▶ ACTIVITY
A verbatim reproduction of the lines below, from the line containing "behind a mod." through the line containing "Result<Page<ModProfile>, ClientError>> + Send;", both ends included, is the whole required output.

▶ GIVEN RECORDS
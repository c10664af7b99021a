//! Remote collaborator traits.
//!
//! The SDK consumes these and never implements them; a wire client crate
//! supplies the HTTP plumbing. Both traits use non-blocking futures so the
//! SDK's orchestration can await them without tying up threads.

use std::future::Future;

use super::types::{ClientError, MediaAdditions, MediaRemovals, ModQuery, Page, ProfileChanges};
use crate::catalog::{
    GameProfile, MetadataKvp, ModEvent, ModProfile, ModStatistics, Modfile, TeamMember, UserEvent,
    UserProfile,
};

/// Read access to the remote catalog.
pub trait CatalogClient: Send + Sync {
    /// Fetch a game profile.
    fn game_profile(
        &self,
        game_id: u32,
    ) -> impl Future<Output = Result<GameProfile, ClientError>> + Send;

    /// Fetch a mod profile.
    fn mod_profile(
        &self,
        mod_id: u32,
    ) -> impl Future<Output = Result<ModProfile, ClientError>> + Send;

    /// Fetch current statistics for a mod.
    fn mod_statistics(
        &self,
        mod_id: u32,
    ) -> impl Future<Output = Result<ModStatistics, ClientError>> + Send;

    /// Fetch metadata for one build of a mod.
    fn modfile(
        &self,
        mod_id: u32,
        modfile_id: u32,
    ) -> impl Future<Output = Result<Modfile, ClientError>> + Send;

    /// Fetch the team behind a mod.
    fn mod_team(
        &self,
        mod_id: u32,
    ) -> impl Future<Output = Result<Vec<TeamMember>, ClientError>> + Send;

    /// Fetch a user profile.
    fn user_profile(
        &self,
        user_id: u32,
    ) -> impl Future<Output = Result<UserProfile, ClientError>> + Send;

    /// Fetch one page of mods matching a query.
    fn mods(
        &self,
        query: &ModQuery,
        offset: u32,
        limit: u32,
    ) -> impl Future<Output = Result<Page<ModProfile>, ClientError>> + Send;

    /// Fetch one page of a mod's event log.
    fn mod_events(
        &self,
        mod_id: u32,
        offset: u32,
        limit: u32,
    ) -> impl Future<Output = Result<Page<ModEvent>, ClientError>> + Send;

    /// Fetch one page of the authenticated user's event log.
    fn user_events(
        &self,
        offset: u32,
        limit: u32,
    ) -> impl Future<Output = Result<Page<UserEvent>, ClientError>> + Send;

    /// Fetch raw bytes from a catalog-issued URL (binaries, images).
    fn download(&self, url: &str) -> impl Future<Output = Result<Vec<u8>, ClientError>> + Send;
}

/// Mutation access to the remote catalog, for callers acting on behalf of
/// an authenticated user.
pub trait CatalogEditor: CatalogClient {
    /// Change scalar profile fields.
    fn edit_mod_profile(
        &self,
        mod_id: u32,
        changes: &ProfileChanges,
    ) -> impl Future<Output = Result<(), ClientError>> + Send;

    /// Attach media to a mod profile.
    fn add_mod_media(
        &self,
        mod_id: u32,
        additions: &MediaAdditions,
    ) -> impl Future<Output = Result<(), ClientError>> + Send;

    /// Detach media from a mod profile.
    fn delete_mod_media(
        &self,
        mod_id: u32,
        removals: &MediaRemovals,
    ) -> impl Future<Output = Result<(), ClientError>> + Send;

    /// Apply tags to a mod.
    fn add_mod_tags(
        &self,
        mod_id: u32,
        tags: &[String],
    ) -> impl Future<Output = Result<(), ClientError>> + Send;

    /// Remove tags from a mod.
    fn delete_mod_tags(
        &self,
        mod_id: u32,
        tags: &[String],
    ) -> impl Future<Output = Result<(), ClientError>> + Send;

    /// Attach metadata key-value pairs to a mod.
    fn add_mod_kvps(
        &self,
        mod_id: u32,
        kvps: &[MetadataKvp],
    ) -> impl Future<Output = Result<(), ClientError>> + Send;

    /// Remove metadata key-value pairs from a mod.
    fn delete_mod_kvps(
        &self,
        mod_id: u32,
        kvps: &[MetadataKvp],
    ) -> impl Future<Output = Result<(), ClientError>> + Send;

    /// Subscribe the authenticated user to a mod. Returns the mod's
    /// current profile.
    fn subscribe(
        &self,
        mod_id: u32,
    ) -> impl Future<Output = Result<ModProfile, ClientError>> + Send;

    /// Unsubscribe the authenticated user from a mod.
    fn unsubscribe(&self, mod_id: u32) -> impl Future<Output = Result<(), ClientError>> + Send;
}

▶ RESULT OF THE EXERCISE
    /// Fetch the team behind a mod.
    fn mod_team(
        &self,
        mod_id: u32,
    ) -> impl Future<Output = Result<Vec<TeamMember>, ClientError>> + Send;

    /// Fetch a user profile.
    fn user_profile(
        &self,
        user_id: u32,
    ) -> impl Future<Output = Result<UserProfile, ClientError>> + Send;

    /// Fetch one page of mods matching a query.
    fn mods(
        &self,
        query: &ModQuery,
        offset: u32,
        limit: u32,
    ) -> impl Future<Output = Result<Page<ModProfile>, ClientError>> + Send;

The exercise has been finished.